Tomris Uyar’ın ise bu konularda fikri nettir:
“Her okurun, her eleştirmenin bir sanatçıyı anlaması, yapıtlarını tek tek değerlendirip sevmesi gerekmez, ne yapmak istediğini kavrasa, yeter.”
dost kaldığı, aşık olduğu, evlendiği şairlerin, onu her an ellerinden kaçıracakmış gibi bi kaygıyla sevdikleri kadın.
edebiyatın içinde olan bi ailenin kızı. babasının şiir kitabı, annesinin de çevirileri vardı. önce öykü yazdı sonra da çeviri yaptı.
ama ben edebi yönünden ziyade magazinel boyutuyla ilgileniyorum. hehe.*
ilk eşi ülkü tamer. kolej yıllarından beri birlikte olmuşlar sanırım ya da tanışıyorlar. net değil orası. kızları birkaç aylıkken bir kazayla boğulmuş ve bu da birlikteliklerinde çatırdama başlamasına sebep vermiş. hep öyle olur ya.
bu dönemlerde başka bi şair girmiş hayatına. ikisi de eşlerinden biribirleri için boşanmışlar. bu kişi cemal süreya. haliyle çok ses getirmiş aşkları. cemal süreya da durur mu, yapıştırmış şiiri;*
--spoiler--
ay ışığında oturduk
bileğinden öptüm seni
sonra ayakta öptüm
dudağından öptüm seni
kapı aralığında öptüm
soluğundan öptüm seni
bahçede çocuklar vardı
çocuğundan öptüm seni
evime götürdüm yatağımda
kasığından öptüm seni
--spoiler--
aşkları 3 yıl sürmüş. ama hep dost kalmışlar. nasıl becerdilerse.. şimdi kavga kıyamet ayrılıyor millet. neyse bunu başka bi başlıkta tartışcaz.

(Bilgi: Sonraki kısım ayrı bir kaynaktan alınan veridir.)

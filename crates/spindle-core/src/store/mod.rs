//! TaskStore: the authoritative task set and its admission sequence.
//!
//! The store knows nothing about execution. The pool asks it for the next
//! runnable task and reports lifecycle changes back; producers submit into it
//! from any task. All state sits behind one async mutex and no lock is held
//! across an await.

mod admission;
mod autosave;
mod dependency;
mod stats;

pub use admission::AdmissionQueue;
pub use autosave::spawn_autosave;
pub use dependency::DependencyGraph;
pub use stats::TaskStats;

use std::collections::{HashMap, HashSet};
use std::sync::Arc;
use std::time::Duration;

use tokio::sync::{Mutex, Notify};
use tracing::{debug, info, warn};

use crate::domain::{
    Task, TaskId, TaskKind, TaskSpec, TaskStatus, WaitingReason, WorkerId,
};
use crate::error::{SnapshotError, StoreError};
use crate::ports::{Clock, IdGenerator, SnapshotStore, SystemClock, UlidGenerator};

/// Everything guarded by the store mutex.
#[derive(Debug, Default)]
struct TaskStoreState {
    /// All task records (single source of truth).
    tasks: HashMap<TaskId, Task>,

    /// Priority-ordered TaskIds eligible for dispatch.
    admission: AdmissionQueue,

    /// Forward/reverse dependency edges.
    graph: DependencyGraph,
}

impl TaskStoreState {
    fn insert(&mut self, task: Task) {
        for &dep in &task.dependencies {
            self.graph.add_dependency(task.id, dep);
        }
        if task.status.is_runnable() {
            self.admission.admit(task.id, task.priority);
        }
        self.tasks.insert(task.id, task);
    }

    /// Ok(()) when every dependency is Completed.
    fn readiness(&self, task: &Task) -> Result<(), WaitingReason> {
        let mut pending = Vec::new();
        for dep in &task.dependencies {
            match self.tasks.get(dep).map(|t| t.status) {
                Some(TaskStatus::Completed) => {}
                Some(TaskStatus::Failed | TaskStatus::Cancelled) | None => {
                    return Err(WaitingReason::DependencyFailed(*dep));
                }
                Some(_) => pending.push(*dep),
            }
        }
        if pending.is_empty() {
            Ok(())
        } else {
            Err(WaitingReason::DependenciesPending(pending))
        }
    }

    fn runnable_ids(&self) -> impl Iterator<Item = TaskId> + '_ {
        self.admission.iter().filter(|id| {
            self.tasks
                .get(id)
                .is_some_and(|t| t.status.is_runnable() && self.readiness(t).is_ok())
        })
    }

    /// Look up a task and check that `to` is reachable from its status.
    fn transition(&mut self, id: TaskId, to: TaskStatus) -> Result<&mut Task, StoreError> {
        let task = self.tasks.get_mut(&id).ok_or(StoreError::NotFound(id))?;
        if !task.status.can_transition_to(to) {
            return Err(StoreError::InvalidTransition {
                id,
                from: task.status,
                to,
            });
        }
        Ok(task)
    }

    fn sorted_tasks(&self) -> Vec<Task> {
        let mut tasks: Vec<Task> = self.tasks.values().cloned().collect();
        tasks.sort_by(|a, b| a.created_at.cmp(&b.created_at).then(a.id.cmp(&b.id)));
        tasks
    }
}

en uzun birlikteliği turgut uyar. cemal süreya dan ayrılmak üzereyken tanışmışlar. önce bi edebi mektuplaşmalar felan..turgut uyar eşinden boşanmış ve tomris le tanışana kadar 7 yıl elini sürmemiş şiire. tomris le birlikte yeniden yazmış.
--spoiler--
sen bir atmacanın en uzun çığlığısın her tür gökte
göğü büyüttün, otobüsleri aldın, şehirleri ufalttın
seversin diye söylerim her şeyi, sana uygun olsun
çünkü her şeyin birbirine uygununu sen bulursun
--spoiler--
ve son olarak edip cansever. her doğum gününde şiirle seslenmiş tomris' e gizliden. gerçi tomris onu sadece arkadaş olarak görüyormuş diyenler var emmee.. bilemicem.
--spoiler--
Seni görünce dünyayı dolaşıyor insan sanki
Hani Etilerden Hisara insek bile
Bir küçük yaşındasın, boyanmış taranmışsın
Çok yaşında her zamanki çocuksun gene
Ben seni uzun bir yolda yürürken görmedim ki hiç.
--spoiler--
ben seni uzun bir yolda yürürken görmedim ki hiç
yağmurlar altında gördüm, kadeh tutarken gördüm de
bir kıyıya bakarken, bakarkenki ağlayan yüzünle
ve yaraşırsa ancak monet'nin
kadınlarına yaraşan giysilerinle
gördüm de
ben seni uzun bir yolda yürürken görmedim ki hiç.
öyle kısaydı ki adımların, diyelim bir yaz tatilinde
bir otel kapısının önünde, tahta bir köprünün üstünde
bir demet çiçekle paslanmış bir kedi arasında
öyle kısaydı ki adımların
şöyle bir bardak yıkayışının vaktiyle
ölçülür ve denk düşerdi ancak
ben seni uzun bir yolda yürürken görmedim ki hiç.
yok bir yanıtın nereye diyenlere
bir buz titreşimi gibi sallantılı ve şaşkın
ve çabuk bir merhaban vardır bir yerden gelenlere
o bir yerler ki, diyelim çok uzak olsun
sen gelmiş gibisindir oralardan, otobüslerden
yollardan, deniz üstlerinden topladığın gülüşlerle
ben seni uzun bir yolda yürürken görmedim ki hiç.
seni görünce dünyayı dolaşıyor insan sanki
hani etiler'den hisar'a insek bile
bir küçük yaşındasın, boyanmış taranmışsın
çok yaşında her zamanki çocuksun gene
ben seni uzun bir yolda yürürken görmedim ki hiç.
mart ayında patlıcan, ağustosta karnıbahar
mutfağın mutfak olalı böyle
bir adın vardı senin, tomris uyar'dı
adını yenile bu yıl, ama bak tomris uyar olsun gene
ben bu kış öyle üşüdüm ki sorma
oysa güneş pek batmadı senin evinde
söyle
ben seni uzun bir yolda yürürken gördüm müydü hiç.
eğer secme sansım olsaydı 1 gunluğune de olsa onun yerıne gecıp hayran olduğum adamların ( edip cansever , cemal süreya , turut uyar ) bana hayran olmalarını izlemek isterdim...
cok sanslı kadın....
"içki olsaydı rakı olurdu mesela, ona hiç kuşku yok.
ev olsaydı, sonradan görmelerin kondurdukları sütunlu mütunlu villalardan değil, bütün depremlere dayanacak, iki katlı, küçük, sağlam taş bir bina olurdu.
çiçek olsaydı gül, karafil gibi herkesin bayıldığı bir çiçek değil, ancak çiçek zevki olanların arayıp bulacağı, bulunca da asla vazgeçemeyeceği bir çiçek; müge, incir çiçeği olurdu o.
insan oldu o. tomris uyar oldu. iyi ki oldu."